/piazza-talk

A setup for semantic search on Piazza posts. Construct a vector database based on Piazza conversations. Mostly for instructor use and requires slight modifications for student use.

Primary LanguagePythonOtherNOASSERTION

Piazza Scraper README.md

  • Updated README in progress. Legacy README is below.

Overview

The Piazza Scraper is a tool designed for instructors to extract posts, questions, and other relevant information from Piazza, a popular Q&A platform used in academic settings.
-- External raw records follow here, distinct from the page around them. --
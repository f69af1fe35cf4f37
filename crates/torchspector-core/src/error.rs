//! Error types for TorchSpector.

use std::path::PathBuf;

use thiserror::Error;

use crate::ValueKind;

/// Result type alias for checkpoint operations.
pub type Result<T> = std::result::Result<T, CheckpointError>;

/// Errors raised while building, reading or writing checkpoints.
#[derive(Error, Debug)]
pub enum CheckpointError {
    /// The file extension does not select a known checkpoint format.
    #[error(
        "Unsupported checkpoint format '{extension}' for {path:?}: expected .safetensors, .pt, .pth, .ckpt or .bin"
    )]
    UnsupportedFormat {
        /// Path that was requested.
        path: PathBuf,
        /// Extension found on the path (may be empty).
        extension: String,
    },

    /// The format can be read but not written.
    #[error("Writing {format} checkpoints is not supported, save as .safetensors instead")]
    ReadOnlyFormat {
        /// Name of the format.
        format: String,
    },

    /// Tensor element type has no in-memory representation.
    #[error("Unsupported dtype: {0}")]
    UnsupportedDtype(String),

    /// Element count does not fit the requested shape.
    #[error("Invalid tensor shape {shape:?} for {len} elements")]
    InvalidShape {
        /// Requested shape.
        shape: Vec<usize>,
        /// Number of elements provided.
        len: usize,
    },

    /// Scaled addition between tensors of different shapes.
    #[error("Shape mismatch: expected {expected:?}, got {actual:?}")]
    ShapeMismatch {
        /// Shape of the tensor being added to.
        expected: Vec<usize>,
        /// Shape of the incoming tensor.
        actual: Vec<usize>,
    },

    /// A value kind the target format cannot store.
    #[error("Cannot store {kind} at '{key}': safetensors files hold tensors only")]
    NotSerializable {
        /// Flattened key of the offending entry.
        key: String,
        /// Kind of the offending value.
        kind: ValueKind,
    },

    /// Two entries flatten to the same tensor name.
    #[error("Duplicate tensor name after flattening nested keys: '{0}'")]
    DuplicateKey(String),

    /// I/O errors.
    #[error("I/O error: {0}")]
    Io(#[from] std::io::Error),

    /// Safetensors errors.
    #[error("Safetensors error: {0}")]
    Safetensors(#[from] safetensors::SafeTensorError),

    /// Pickle archive errors.
    #[error("Pickle error: {0}")]
    Pickle(#[from] candle_core::Error),

    /// Zip container errors in torch archives.
    #[error("Archive error: {0}")]
    Archive(#[from] zip::result::ZipError),

    /// A torch archive without the expected layout.
    #[error("Malformed torch archive: {0}")]
    MalformedArchive(String),
}

#[cfg(test)]
mod tests {
    use super::*;

    #[test]
    fn test_shape_mismatch_message() {
        let err = CheckpointError::ShapeMismatch {
            expected: vec![2, 3],
            actual: vec![3, 2],
        };
        let msg = err.to_string();
        assert!(msg.contains("[2, 3]"));
        assert!(msg.contains("[3, 2]"));
    }

    #[test]
    fn test_unsupported_format_lists_alternatives() {
        let err = CheckpointError::UnsupportedFormat {
            path: "model.onnx".into(),
            extension: "onnx".into(),
        };
        let msg = err.to_string();
        assert!(msg.contains("onnx"));
        assert!(msg.contains(".safetensors"));
    }

    #[test]
    fn test_not_serializable_names_key_and_kind() {
        let err = CheckpointError::NotSerializable {
            key: "optimizer.step".into(),
            kind: ValueKind::Scalar,
        };
        let msg = err.to_string();
        assert!(msg.contains("optimizer.step"));
        assert!(msg.contains("scalar"));
    }
}
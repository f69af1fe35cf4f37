//! Checkpoint value model, display flattening and codecs for TorchSpector.
//!
//! This crate provides the foundations shared by the TorchSpector tools:
//!
//! - The checkpoint value model ([`Value`], [`Mapping`], [`Tensor`], [`Scalar`])
//! - Tree flattening with traversal-wide name deduplication ([`flatten`])
//! - Removal of entries addressed by display-style key paths
//! - Loading and saving checkpoints (safetensors, torch pickle)
//! - Common type definitions ([`Dtype`], [`Device`]) and errors
//!
//! # Example
//!
//! ```ignore
//! use torchspector_core::{load_checkpoint, DisplayTree, Device};
//!
//! let checkpoint = load_checkpoint("model.safetensors", &Device::Cpu)?;
//! print!("{}", DisplayTree::build(&checkpoint).render_text(None));
//! ```

#![warn(missing_docs)]

pub mod codec;
mod error;
pub mod flatten;
pub mod remove;
mod tensor;
mod types;
mod value;

pub use codec::{load_checkpoint, save_checkpoint, CheckpointFormat};
pub use error::*;
pub use flatten::{dedup_key, flatten, DisplayNode, DisplayTree, KeysSeen};
pub use remove::{remove_key, remove_nested_key, remove_nested_value};
pub use tensor::{format_shape, Tensor, TensorData};
pub use types::*;
pub use value::*;

/// Prelude module for convenient imports.
pub mod prelude {
    pub use crate::error::{CheckpointError, Result};
    pub use crate::flatten::{flatten, DisplayNode, DisplayTree};
    pub use crate::tensor::Tensor;
    pub use crate::types::{Device, Dtype};
    pub use crate::value::{Checkpoint, Mapping, Scalar, Value, ValueKind};
}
This script iterates through post IDs, collects data, and writes content to text files within a specified directory.

Features

  • Iterative post ID access
  • Extraction of post details including title, type, content, answers, follow-ups, and tags
  • Handling of private or inaccessible posts
  • Error management and rate-limiting considerations

Setup

Clone the repository or download the script to your local machine and ensure all dependencies listed in the script are installed.

Install Packages

A Python environment with necessary packages installed. pip install -r requirements.txt will install the dependencies.

Load Piazza Session Credentials

Valid session cookies and headers are needed for authenticated access to Piazza. These can be found simply by checking the Networking tab of your browser when you open your Piazza feed. Config file includes all the variables needed to run the program. These variables should be put into a .env file, and they are imported in config.py

Note that in config.py, the referer header is not included inside the headers object but independently as a REFERER_BASE variable. See the expected format in config.py. Also, make sure to export your referer header as referer_base or change REFERER_BASE=os.environ.get('referer_base') accordingly.

Additionally, you will also need the nid variable. For this, go to your Networking tab and load a page from your Piazza class. Click on the method=content.get url, go to Payload, and choose nid from your params.

After preparing your .env file, simply run chmod +x envs.sh and source envs.sh on your shell session, respectively.

Some cookie and header data are subject to change after extensive requests, but that is typically unlikely to be an issue given the average number of questions asked in a semester long class.

Load Posts to Vector Database

To load the scraped posts into Weaviate, an OPENAI_API_KEY is used in .env, and it is directly imported in db.py. After that, run docker compose up -d and then python db.py to load the data into the containerized Weaviate database. Since the Weaviate container does not have a dedicated volume in the current docker-compose.yml, data will be lost when the container is stopped. This can be changed if desired by modifying docker-compose.yml

Usage

Run the script with Python. Modify the script parameters as needed for your specific use case, such as changing the post ID range or handling rate limits more gracefully.

python main.py

As the script runs, it will access posts sequentially and write the data to text files in the specified directory. Monitor the output to ensure it's running as expected and handle any errors that might arise.

License

This repository is under MIT License.